Differential Revision: D108334793

Summary:
Fixes EXC_BAD_ACCESS / KERN_INVALID_ADDRESS in `-[ETCoreMLModel initWithAsset:configuration:orderedInputNames:orderedOutputNames:error:]` at `xplat/executorch/backends/apple/coreml/runtime/delegate/ETCoreMLModel.mm:197`.

MID: `2bcd0a9cec05c99079249d043c273b07` — https://www.internalfb.com/logview/facebook_ios_fads/2bcd0a9cec05c99079249d043c273b07

Context from MID: 3,094 occurrences in the past 7 days, first seen 2026-04-01, last seen 2026-06-11. Surfaced in the `FBVideoHomeUnifiedPlayerViewController:warion_vdd_feed` Scuba slice (https://fburl.com/scuba/errorreporting_facebook_ios_fads/0x31y7si) but the actual fault is in the ExecuTorch CoreML delegate, not the player VC.

Root cause: the initializer calls `[asset keepAliveAndReturnError:]` which validates the asset's file lock but does not validate that `asset.contentURL` is non-nil. When the compiled `.mlmodelc` was reaped from disk between the lock and the load (or the asset was never fully materialized), `asset.contentURL` returns nil. `+[MLModel modelWithContentsOfURL:configuration:error:]` does not tolerate a nil URL — it deref's into CoreML internals and faults.

Fix: capture `asset.contentURL` into a local, return nil with `ETCoreMLErrorCorruptedModel` populated in the out-error if the URL is nil. No behavior change for valid assets — callers already handle the documented `nil` + `error` contract.

Differential Revision: D108334793
@metascroy metascroy requested a review from shoumikhin as a code owner June 17, 2026 16:32
@pytorch-bot

pytorch-bot Bot commented Jun 17, 2026

Copy link
Copy Markdown

🔗 Helpful Links

🧪 See artifacts and rendered test results at hud.pytorch.org/pr/pytorch/executorch/20336

Note: Links to docs will display an error until the docs builds have been completed.

❌ 2 New Failures, 23 Pending, 1 Unrelated Failure

As of commit 76d7024 with merge base ef5c8a7 (image):

NEW FAILURES - The following jobs have failed:

FLAKY - The following job failed but was likely due to flakiness present on trunk:

This comment was automatically generated by Dr. CI and updates every 15 minutes.
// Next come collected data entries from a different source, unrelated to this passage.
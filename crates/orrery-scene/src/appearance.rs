//! How each catalog body looks: texture file, lighting model, flat colour.

use std::path::Path;

use orrery_orbit::catalog;

use crate::material::{Material, MaterialKind};

/// Visual description of one body, independent of where textures live.
#[derive(Clone, Copy, Debug, PartialEq)]
pub struct Appearance {
    pub texture: Option<&'static str>,
    pub kind: MaterialKind,
    /// Used as-is when there is no texture, or when it fails to load.
    pub color: [f32; 3],
    pub transparent: bool,
}

impl Appearance {
    const fn phong(texture: &'static str, color: [f32; 3]) -> Self {
        Self {
            texture: Some(texture),
            kind: MaterialKind::Phong,
            color,
            transparent: false,
        }
    }

    /// Resolves the texture against `texture_dir`.
    pub fn material(&self, texture_dir: &Path) -> Material {
        Material {
            kind: self.kind,
            texture: self.texture.map(|file| texture_dir.join(file)),
            color: self.color,
            transparent: self.transparent,
        }
    }
}

const UNKNOWN: Appearance = Appearance {
    texture: None,
    kind: MaterialKind::Phong,
    color: [0.6, 0.6, 0.6],
    transparent: false,
};

/// Appearance for a body by name. Bodies outside the catalog get a plain grey
/// lit surface.
pub fn appearance_for(name: &str) -> Appearance {
    match name {
        catalog::SUN => Appearance {
            texture: Some("sun.jpg"),
            kind: MaterialKind::Basic,
            color: [1.0, 0.85, 0.4],
            transparent: false,
        },
        catalog::MERCURY => Appearance::phong("mercury.jpg", [0.55, 0.53, 0.5]),
        catalog::VENUS => Appearance::phong("venus_atmosphere.jpg", [0.9, 0.8, 0.55]),
        catalog::EARTH => Appearance::phong("earth.jpg", [0.2, 0.4, 0.8]),
        catalog::MOON => Appearance::phong("moon.jpg", [0.7, 0.7, 0.7]),
        catalog::MARS => Appearance::phong("mars.jpg", [0.75, 0.35, 0.2]),
        catalog::JUPITER => Appearance::phong("jupiter.jpg", [0.8, 0.65, 0.5]),
        catalog::SATURN => Appearance::phong("saturn.jpg", [0.85, 0.75, 0.55]),
        catalog::SATURN_RING => Appearance {
            texture: Some("saturn_ring_alpha.png"),
            kind: MaterialKind::Phong,
            color: [0.8, 0.72, 0.6],
            transparent: true,
        },
        catalog::URANUS => Appearance::phong("uranus.jpg", [0.55, 0.8, 0.85]),
        catalog::NEPTUNE => Appearance::phong("neptune.jpg", [0.3, 0.45, 0.9]),
        _ => UNKNOWN,
    }
}

#[cfg(test)]
mod tests {
    use super::*;
    use std::path::PathBuf;

    #[test]
    fn test_every_catalog_body_has_a_texture() {
        for spec in catalog::CATALOG {
            assert!(
                appearance_for(spec.name).texture.is_some(),
                "{} has no texture",
                spec.name
            );
        }
    }

    #[test]
    fn test_sun_is_unlit() {
        assert_eq!(appearance_for(catalog::SUN).kind, MaterialKind::Basic);
        assert_eq!(appearance_for(catalog::EARTH).kind, MaterialKind::Phong);
    }

    #[test]
    fn test_only_ring_is_transparent() {
        for spec in catalog::CATALOG {
            let transparent = appearance_for(spec.name).transparent;
            assert_eq!(transparent, spec.name == catalog::SATURN_RING);
        }
    }

    #[test]
    fn test_material_resolves_texture_dir() {
        let material = appearance_for(catalog::EARTH).material(Path::new("assets/texture"));
        assert_eq!(material.texture, Some(PathBuf::from("assets/texture/earth.jpg")));
    }

    #[test]
    fn test_unknown_body() {
        let a = appearance_for("Pluto");
        assert!(a.texture.is_none());
        assert!(a.material(Path::new("x")).texture.is_none());
    }
}
//! Vertex and index buffers built from [`orrery_mesh::Mesh`] data.

use bytemuck::{Pod, Zeroable};
use orrery_mesh::Mesh;
use wgpu::util::DeviceExt;

/// Vertex and index buffers for one mesh, ready to draw.
pub struct MeshBuffer {
    pub vertex_buffer: wgpu::Buffer,
    pub index_buffer: wgpu::Buffer,
    pub index_count: u32,
}

impl MeshBuffer {
    pub fn bind<'a>(&'a self, render_pass: &mut wgpu::RenderPass<'a>) {
        render_pass.set_vertex_buffer(0, self.vertex_buffer.slice(..));
        render_pass.set_index_buffer(self.index_buffer.slice(..), wgpu::IndexFormat::Uint32);
    }

    pub fn draw(&self, render_pass: &mut wgpu::RenderPass) {
        render_pass.draw_indexed(0..self.index_count, 0, 0..1);
    }
}

pub struct BufferAllocator<'a> {
    device: &'a wgpu::Device,
}

impl<'a> BufferAllocator<'a> {
    pub fn new(device: &'a wgpu::Device) -> Self {
        Self { device }
    }

    pub fn create_mesh(&self, label: &str, mesh: &Mesh) -> MeshBuffer {
        let vertices = interleave(mesh);
        let vertex_buffer = self
            .device
            .create_buffer_init(&wgpu::util::BufferInitDescriptor {
                label: Some(&format!("{label}-vertices")),
                contents: bytemuck::cast_slice(&vertices),
                usage: wgpu::BufferUsages::VERTEX,
            });
        let index_buffer = self
            .device
            .create_buffer_init(&wgpu::util::BufferInitDescriptor {
                label: Some(&format!("{label}-indices")),
                contents: bytemuck::cast_slice(&mesh.indices),
                usage: wgpu::BufferUsages::INDEX,
            });

        MeshBuffer {
            vertex_buffer,
            index_buffer,
            index_count: mesh.indices.len() as u32,
        }
    }
}

/// Position, normal, and UV, 32 bytes.
#[repr(C)]
#[derive(Clone, Copy, Debug, Pod, Zeroable, PartialEq)]
pub struct VertexPositionNormalUv {
    pub position: [f32; 3],
    pub normal: [f32; 3],
    pub uv: [f32; 2],
}

static_assertions::assert_eq_size!(VertexPositionNormalUv, [u8; 32]);

impl VertexPositionNormalUv {
    pub fn layout() -> wgpu::VertexBufferLayout<'static> {
        use wgpu::{VertexAttribute, VertexFormat};

        wgpu::VertexBufferLayout {
            array_stride: std::mem::size_of::<VertexPositionNormalUv>() as wgpu::BufferAddress,
            step_mode: wgpu::VertexStepMode::Vertex,
            attributes: &[
                VertexAttribute {
                    offset: 0,
                    shader_location: 0,
                    format: VertexFormat::Float32x3,
                },
                VertexAttribute {
                    offset: 12,
                    shader_location: 1,
                    format: VertexFormat::Float32x3,
                },
                VertexAttribute {
                    offset: 24,
                    shader_location: 2,
                    format: VertexFormat::Float32x2,
                },
            ],
        }
    }
}

/// Packs a mesh's separate attribute arrays into one vertex stream.
pub fn interleave(mesh: &Mesh) -> Vec<VertexPositionNormalUv> {
    mesh.positions
        .iter()
        .zip(&mesh.normals)
        .zip(&mesh.uvs)
        .map(|((p, n), uv)| VertexPositionNormalUv {
            position: p.to_array(),
            normal: n.to_array(),
            uv: *uv,
        })
        .collect()
}

#[cfg(test)]
mod tests {
    use super::*;
    use crate::depth::tests::create_test_device;
    use orrery_mesh::Shape;

    #[test]
    fn test_layout_stride() {
        let layout = VertexPositionNormalUv::layout();
        assert_eq!(layout.array_stride, 32);
        assert_eq!(layout.attributes.len(), 3);
    }

    #[test]
    fn test_interleave_keeps_vertex_order() {
        let mesh = Shape::sphere(2.0, 6).generate();
        let vertices = interleave(&mesh);
        assert_eq!(vertices.len(), mesh.vertex_count());
        assert_eq!(vertices[7].position, mesh.positions[7].to_array());
        assert_eq!(vertices[7].normal, mesh.normals[7].to_array());
        assert_eq!(vertices[7].uv, mesh.uvs[7]);
    }

    #[test]
    fn test_mesh_buffer_index_count() {
        let Some((device, _queue)) = create_test_device() else {
            return;
        };
        let mesh = Shape::ring(1.0, 2.0, 16).generate();
        let buffer = BufferAllocator::new(&device).create_mesh("ring", &mesh);
        assert_eq!(buffer.index_count as usize, mesh.indices.len());
    }
}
@meta-cla meta-cla Bot added the CLA Signed This label is managed by the Facebook bot. Authors need to sign the CLA before a PR can be reviewed. label Jun 17, 2026
@meta-codesync

meta-codesync Bot commented Jun 17, 2026

Copy link
Copy Markdown
Contributor

@metascroy has exported this pull request. If you are a Meta employee, you can view the originating Diff in D108334793.

@linux-foundation-easycla

Copy link
Copy Markdown

CLA Missing ID

  • ❌ The email address for the commit (76d7024) is not linked to the GitHub account, preventing the EasyCLA check. Consult this Help Article and GitHub Help to resolve. (To view the commit's email address, add .patch at the end of this PR page's URL.) For further assistance with EasyCLA, please visit our EasyCLA portal and chat with our support bot.

@github-actions

Copy link
Copy Markdown

This PR needs a release notes: label

If your change should be included in the release notes (i.e. would users of this library care about this change?), please use a label starting with release notes:. This helps us keep track and include your important work in the next release notes.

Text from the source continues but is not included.